[[ LISTED RECORDS, beginning ]]

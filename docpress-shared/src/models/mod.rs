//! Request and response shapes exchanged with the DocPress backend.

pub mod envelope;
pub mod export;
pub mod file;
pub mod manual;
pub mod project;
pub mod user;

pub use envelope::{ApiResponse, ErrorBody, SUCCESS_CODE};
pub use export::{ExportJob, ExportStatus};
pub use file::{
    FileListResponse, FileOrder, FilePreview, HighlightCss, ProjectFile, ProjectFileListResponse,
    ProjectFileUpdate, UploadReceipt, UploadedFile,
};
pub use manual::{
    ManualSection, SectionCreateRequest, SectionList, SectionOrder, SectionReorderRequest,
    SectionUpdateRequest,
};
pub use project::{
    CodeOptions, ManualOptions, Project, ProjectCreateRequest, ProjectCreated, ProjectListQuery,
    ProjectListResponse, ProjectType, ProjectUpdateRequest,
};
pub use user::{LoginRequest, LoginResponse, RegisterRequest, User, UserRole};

[[ LISTED RECORDS, end ]]

Copy the listing exactly as it stands.

OUTPUT FOR THIS EXERCISE:
filename docpress-shared/src/models/mod.rs
//! Request and response shapes exchanged with the DocPress backend.

pub mod envelope;
pub mod export;
pub mod file;
pub mod manual;
pub mod project;
pub mod user;

pub use envelope::{ApiResponse, ErrorBody, SUCCESS_CODE};
pub use export::{ExportJob, ExportStatus};
pub use file::{
    FileListResponse, FileOrder, FilePreview, HighlightCss, ProjectFile, ProjectFileListResponse,
    ProjectFileUpdate, UploadReceipt, UploadedFile,
};
pub use manual::{
    ManualSection, SectionCreateRequest, SectionList, SectionOrder, SectionReorderRequest,
    SectionUpdateRequest,
};
pub use project::{
    CodeOptions, ManualOptions, Project, ProjectCreateRequest, ProjectCreated, ProjectListQuery,
    ProjectListResponse, ProjectType, ProjectUpdateRequest,
};
pub use user::{LoginRequest, LoginResponse, RegisterRequest, User, UserRole};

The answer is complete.